Our recent manifesto published with sector partners showed the example of Age Concern South Staffordshire who run a support service for elderly people who have been discharged from hospital, supporting them in those first few vulnerable days. An investment of £0.5 million has saved over 8,000 hospital bed days at a cost of almost £2.5 million.
There are countless other examples but this debate is something of a taboo with the general public and particular with the press. The “reconfiguring” or closing on acute services is always met with great resistance from local campaigners, even when the money saved will be used on better primary care or where those hospitals have been deemed unsafe.
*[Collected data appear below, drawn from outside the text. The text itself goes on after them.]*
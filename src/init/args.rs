// SPDX-License-Identifier: Apache-2.0

use clap::Args;
use std::path::PathBuf;
use std::time::Duration;

#[derive(Debug, Args, Clone)]
pub struct AgentRun {
    /// Config file, or a directory whose files are merged in name order
    #[arg(long, short = 'c', env = "LOGSHIP_CONFIG")]
    pub config: PathBuf,

    /// File storing the last delivered offset of every harvested file
    #[arg(
        long,
        env = "LOGSHIP_OFFSETS_PATH",
        default_value = ".logship-offsets.json"
    )]
    pub offsets_path: PathBuf,

    /// Start files that appear while running at their end instead of their beginning
    #[arg(long, env = "LOGSHIP_TAIL_NEW_FILES", default_value = "false")]
    pub tail_new_files: bool,

    /// Time between scans for new files
    #[arg(long, env = "LOGSHIP_SCAN_INTERVAL", default_value = "10s", value_parser = humantime::parse_duration)]
    pub scan_interval: Duration,

    /// Number of events published as one batch
    #[arg(long, env = "LOGSHIP_SPOOL_SIZE", default_value = "1024")]
    pub spool_size: usize,

    /// Publish a partial batch after this much time without new events
    #[arg(long, env = "LOGSHIP_IDLE_FLUSH", default_value = "5s", value_parser = humantime::parse_duration)]
    pub idle_flush: Duration,

    /// Events buffered between harvesters and the publisher
    #[arg(long, env = "LOGSHIP_EVENT_QUEUE_SIZE", default_value = "1000")]
    pub event_queue_size: usize,
}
As third sector leaders it is time for us to lead on this debate. We must be bold and advocate for a better balance between acute and primary and community care, with a significantly bigger role for the third sector. This can dramatically improve outcomes for patients, but is can also save huge amounts of public money at the time when those savings are most needed.
This means some hospitals closing. We should celebrate this as a success for the third sector and those we exist to support. After all, no one actually wants to be in a hospital if they don't have to be. We have the potential to harness the voices of our service users to help lead the debate about how we reform health services. Image the power of thousands of diabetes suffers hailing the closure of a hospital because they are receiving better primary care. It would certainly be harder to resist than NHS managers talking about efficiencies.
This potential for reform is why our victory over Burnham’s disastrous preferred provider policy is so important. The third sector has so much to bring and we must be allowed the opportunity to do so. Rest assured there are other significant vested interests who will continue to fight against such reform but it’s time for the sector to champion this change. Service users know what they want and third sector leaders are ideally placed to help to convey that message.